Bolney is a village and civil parish in the Mid Sussex district of West Sussex, England. It lies  south of London,  north of Brighton, and  east northeast of the county town of Chichester, near the junction of the A23 road with the A272 road. The parish has a land area of 1479.41 hectares (3654 acres). In the 2001 census there were 1209 people living in 455 households of whom 576 were economically active. At the 2011 Census the population had increased to 1,366. Nearby towns include Burgess Hill to the southeast and Haywards Heath to the east.

The majority of the village sits between the A23 to the east, and the A272 to the south and consists of a main north/south road called The Street and towards the top of the village by Top Street, Cherry Lane and Ryecroft cutting east/west. Outside of this area the village extends south of the A272 down Bolney Chapel Road and to the East of the A23 in Crossways. The Bolney crossroads of the A23 and A272 has always been an accident black spot, and even with the building of the A23 flyover the area still has a high level of accidents and incidents on its stretch of the A23.

History
It is believed the name of the village came from the Saxon word “Bolne” meaning “a village (or high place) near marsh”, as the area is on high ground in an area that was marshy. Saxon road timbers have been excavated in The Street and there is a suggestion that this was an old route north into St Leonard's Forest.
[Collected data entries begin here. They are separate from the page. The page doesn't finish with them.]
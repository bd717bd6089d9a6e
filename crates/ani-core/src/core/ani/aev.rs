//! Atomic environment vectors (AEVs).
//!
//! Each atom's environment is described by radial terms, one block per neighbour species,
//! followed by angular terms, one block per unordered pair of neighbour species. The
//! functional forms and constants match the published ANI potentials:
//!
//! - radial: `0.25 · exp(-ηR (r - Rs)²) · fc(r)`
//! - angular: `2 · ((1 + cos(θ - θs)) / 2)^ζ · exp(-ηA ((rij + rik)/2 - Rs)²) · fc(rij) · fc(rik)`
//!   with `θ = acos(0.95 · cos θijk)`
//! - cutoff: `fc(r) = 0.5 · cos(π r / Rc) + 0.5` for `r ≤ Rc`, zero beyond
//!
//! [`AevComputer::backward`] is the adjoint of [`AevComputer::compute`]: given per-atom weights
//! `∂E/∂AEV` it returns `∂E/∂x` for every coordinate, which is how forces are obtained without
//! ever materializing the AEV Jacobian.

use nalgebra::{DVector, Vector3};
use rayon::prelude::*;
use std::f64::consts::PI;

/// Scale applied to cos θ before taking the arc cosine; keeps the derivative finite for
/// collinear triples.
const ANGLE_COSINE_SCALE: f64 = 0.95;

#[derive(Debug, Clone, PartialEq)]
pub struct AevParams {
    pub radial_cutoff: f64,
    pub angular_cutoff: f64,
    pub radial_eta: f64,
    pub radial_shifts: Vec<f64>,
    pub angular_eta: f64,
    pub angular_zeta: f64,
    pub angular_shifts: Vec<f64>,
    pub angle_sections: Vec<f64>,
}

impl AevParams {
    pub fn radial_sublength(&self) -> usize {
        self.radial_shifts.len()
    }

    pub fn angular_sublength(&self) -> usize {
        self.angular_shifts.len() * self.angle_sections.len()
    }

    pub fn length(&self, n_species: usize) -> usize {
        n_species * self.radial_sublength()
            + n_species * (n_species + 1) / 2 * self.angular_sublength()
    }
}

#[derive(Debug, Clone)]
pub struct AevComputer {
    params: AevParams,
    n_species: usize,
}

/// A neighbour of a central atom: index, distance, and the vector from the center to it.
#[derive(Debug, Clone, Copy)]
struct Neighbor {
    index: usize,
    distance: f64,
    vector: Vector3<f64>,
}

impl AevComputer {
    pub fn new(params: AevParams, n_species: usize) -> Self {
        Self { params, n_species }
    }

    pub fn params(&self) -> &AevParams {
        &self.params
    }

    pub fn n_species(&self) -> usize {
        self.n_species
    }

    pub fn length(&self) -> usize {
        self.params.length(self.n_species)
    }

    fn radial_length(&self) -> usize {
        self.n_species * self.params.radial_sublength()
    }

    /// Index of the unordered species pair `(a, b)` in upper-triangular, row-major order.
    fn pair_index(&self, a: usize, b: usize) -> usize {
        let (lo, hi) = if a <= b { (a, b) } else { (b, a) };
        lo * self.n_species - lo * (lo.saturating_sub(1)) / 2 - lo + hi
    }

    fn neighbors(
        &self,
        center: usize,
        positions: &[Vector3<f64>],
        cutoff: f64,
    ) -> Vec<Neighbor> {
        let origin = positions[center];
        positions
            .iter()
            .enumerate()
            .filter(|(j, _)| *j != center)
            .filter_map(|(j, p)| {
                let vector = p - origin;
                let distance = vector.norm();
                (distance <= cutoff).then_some(Neighbor {
                    index: j,
                    distance,
                    vector,
                })
            })
            .collect()
    }

    /// Computes the AEV of every atom. `species` holds species indices, one per position.
    pub fn compute(&self, species: &[usize], positions: &[Vector3<f64>]) -> Vec<DVector<f64>> {
        (0..positions.len())
            .into_par_iter()
            .map(|i| self.compute_atom(i, species, positions))
            .collect()
    }

    fn compute_atom(
        &self,
        center: usize,
        species: &[usize],
        positions: &[Vector3<f64>],
    ) -> DVector<f64> {
        let p = &self.params;
        let mut aev = DVector::zeros(self.length());
        let n_radial = p.radial_sublength();

        let radial_neighbors = self.neighbors(center, positions, p.radial_cutoff);
        for neighbor in &radial_neighbors {
            let offset = species[neighbor.index] * n_radial;
            let fc = cutoff_cosine(neighbor.distance, p.radial_cutoff);
            for (k, shift) in p.radial_shifts.iter().enumerate() {
                let delta = neighbor.distance - shift;
                aev[offset + k] += 0.25 * (-p.radial_eta * delta * delta).exp() * fc;
            }
        }

        let angular_neighbors: Vec<&Neighbor> = radial_neighbors
            .iter()
            .filter(|n| n.distance <= p.angular_cutoff)
            .collect();
        let n_sections = p.angle_sections.len();
        let radial_length = self.radial_length();

        for (m, a) in angular_neighbors.iter().enumerate() {
            for b in angular_neighbors.iter().skip(m + 1) {
                let geometry = TripleGeometry::new(a, b, p.angular_cutoff);
                let base = radial_length
                    + self.pair_index(species[a.index], species[b.index]) * p.angular_sublength();

                for (ai, shift) in p.angular_shifts.iter().enumerate() {
                    let delta = geometry.mean_distance - shift;
                    let radial_factor = (-p.angular_eta * delta * delta).exp();
                    for (zi, section) in p.angle_sections.iter().enumerate() {
                        let half = 0.5 * (1.0 + (geometry.theta - section).cos());
                        let angular_factor = half.powf(p.angular_zeta);
                        aev[base + ai * n_sections + zi] +=
                            2.0 * angular_factor * radial_factor * geometry.fc_product;
                    }
                }
            }
        }

        aev
    }

    /// Returns `∂/∂x Σᵢ wᵢ · AEVᵢ(x)` for every atom, where `weights[i]` has the AEV length.
    pub fn backward(
        &self,
        species: &[usize],
        positions: &[Vector3<f64>],
        weights: &[DVector<f64>],
    ) -> Vec<Vector3<f64>> {
        let n = positions.len();
        (0..n)
            .into_par_iter()
            .fold(
                || vec![Vector3::zeros(); n],
                |mut grad, i| {
                    self.backward_atom(i, species, positions, &weights[i], &mut grad);
                    grad
                },
            )
            .reduce(
                || vec![Vector3::zeros(); n],
                |mut a, b| {
                    for (x, y) in a.iter_mut().zip(b) {
                        *x += y;
                    }
                    a
                },
            )
    }

    fn backward_atom(
        &self,
        center: usize,
        species: &[usize],
        positions: &[Vector3<f64>],
        weights: &DVector<f64>,
        grad: &mut [Vector3<f64>],
    ) {
        let p = &self.params;
        let n_radial = p.radial_sublength();

        let radial_neighbors = self.neighbors(center, positions, p.radial_cutoff);
        for neighbor in &radial_neighbors {
            let offset = species[neighbor.index] * n_radial;
            let fc = cutoff_cosine(neighbor.distance, p.radial_cutoff);
            let dfc = cutoff_cosine_derivative(neighbor.distance, p.radial_cutoff);

            let mut d_distance = 0.0;
            for (k, shift) in p.radial_shifts.iter().enumerate() {
                let delta = neighbor.distance - shift;
                let gaussian = (-p.radial_eta * delta * delta).exp();
                let d_term = 0.25 * gaussian * (-2.0 * p.radial_eta * delta * fc + dfc);
                d_distance += weights[offset + k] * d_term;
            }

            let g = neighbor.vector * (d_distance / neighbor.distance);
            grad[neighbor.index] += g;
            grad[center] -= g;
        }

        let angular_neighbors: Vec<&Neighbor> = radial_neighbors
            .iter()
            .filter(|n| n.distance <= p.angular_cutoff)
            .collect();
        let n_sections = p.angle_sections.len();
        let radial_length = self.radial_length();
        let zeta = p.angular_zeta;

        for (m, a) in angular_neighbors.iter().enumerate() {
            for b in angular_neighbors.iter().skip(m + 1) {
                let geometry = TripleGeometry::new(a, b, p.angular_cutoff);
                let base = radial_length
                    + self.pair_index(species[a.index], species[b.index]) * p.angular_sublength();

                let mut d_cosine = 0.0;
                let mut d_ra = 0.0;
                let mut d_rb = 0.0;

                for (ai, shift) in p.angular_shifts.iter().enumerate() {
                    let delta = geometry.mean_distance - shift;
                    let radial_factor = (-p.angular_eta * delta * delta).exp();
                    let d_radial_factor = radial_factor * (-2.0 * p.angular_eta * delta) * 0.5;

                    for (zi, section) in p.angle_sections.iter().enumerate() {
                        let w = weights[base + ai * n_sections + zi];
                        if w == 0.0 {
                            continue;
                        }
                        let shifted = geometry.theta - section;
                        let half = 0.5 * (1.0 + shifted.cos());
                        let angular_factor = half.powf(zeta);
                        let d_angular_factor = zeta * half.powf(zeta - 1.0) * (-0.5 * shifted.sin());

                        d_cosine += w
                            * 2.0
                            * d_angular_factor
                            * geometry.d_theta_d_cosine
                            * radial_factor
                            * geometry.fc_product;
                        d_ra += w
                            * 2.0
                            * angular_factor
                            * (d_radial_factor * geometry.fc_product
                                + radial_factor * geometry.dfc_a * geometry.fc_b);
                        d_rb += w
                            * 2.0
                            * angular_factor
                            * (d_radial_factor * geometry.fc_product
                                + radial_factor * geometry.fc_a * geometry.dfc_b);
                    }
                }

                let (ra, rb) = (a.distance, b.distance);
                let cosine = geometry.cosine;
                let dc_da = b.vector / (ra * rb) - a.vector * (cosine / (ra * ra));
                let dc_db = a.vector / (ra * rb) - b.vector * (cosine / (rb * rb));

                let ga = dc_da * d_cosine + a.vector * (d_ra / ra);
                let gb = dc_db * d_cosine + b.vector * (d_rb / rb);

                grad[a.index] += ga;
                grad[b.index] += gb;
                grad[center] -= ga + gb;
            }
        }
    }
}

/// Shared quantities for one center and an unordered pair of its neighbours.
struct TripleGeometry {
    cosine: f64,
    theta: f64,
    d_theta_d_cosine: f64,
    mean_distance: f64,
    fc_a: f64,
    fc_b: f64,
    dfc_a: f64,
    dfc_b: f64,
    fc_product: f64,
}

impl TripleGeometry {
    fn new(a: &Neighbor, b: &Neighbor, cutoff: f64) -> Self {
        let cosine = a.vector.dot(&b.vector) / (a.distance * b.distance);
        let scaled = ANGLE_COSINE_SCALE * cosine;
        let fc_a = cutoff_cosine(a.distance, cutoff);
        let fc_b = cutoff_cosine(b.distance, cutoff);
        Self {
            cosine,
            theta: scaled.acos(),
            d_theta_d_cosine: -ANGLE_COSINE_SCALE / (1.0 - scaled * scaled).sqrt(),
            mean_distance: 0.5 * (a.distance + b.distance),
            fc_a,
            fc_b,
            dfc_a: cutoff_cosine_derivative(a.distance, cutoff),
            dfc_b: cutoff_cosine_derivative(b.distance, cutoff),
            fc_product: fc_a * fc_b,
        }
    }
}

pub fn cutoff_cosine(r: f64, cutoff: f64) -> f64 {
    if r > cutoff {
        0.0
    } else {
        0.5 * (PI * r / cutoff).cos() + 0.5
    }
}

pub fn cutoff_cosine_derivative(r: f64, cutoff: f64) -> f64 {
    if r > cutoff {
        0.0
    } else {
        -0.5 * (PI / cutoff) * (PI * r / cutoff).sin()
    }
}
In mediaeval times the village was noted for its cherry fair and iron smelting and until the early 20th Century a windmill existed on the Common.

At the heart of the village is St Mary Magdalene's Church, which partly dates from the 12th century.  The tower houses the first ring of eight bells in Sussex, the oldest dating to 1592.  At the top end of the village in Top Street there is another place of worship, the Bolney Village Chapel.

Historically the Village was in two parts the main village was clustered around the church and to the north there was the Common. House building up The Street during the 20th century joined these two parts together.

The last remaining pub in the village is called The Eight Bells in reference to the set of bells in the village church.

The village has a relatively high number of listed properties, with two main clusters at the south, around the church and to the north, in what was originally the Common.

Education
For pre-school education there is Bolney Under Fives Pre-School, for 2 to 5 year olds, and the Ark Nursery for 3 and 4 year olds, which follows the Early Years Curriculum.

Bolney Church of England Primary School serves 4–11 year olds. It was built in 1871 and has been expanded since, in 1996 and 2002.

Governance
Bolney was previously in the constituency of Arundel and South Downs which was created in 1997. It was represented by two MPs, Howard Flight (Conservative, 1997–2005) and Nick Herbert (Conservative, 2005) It moved into the Mid Sussex constituency in 2010, represented by Nicholas Soames (Conservative) until 2019. The MP since 2019 is Mims Davies.

Sport
Batchelor’s Field is the village's main recreation ground.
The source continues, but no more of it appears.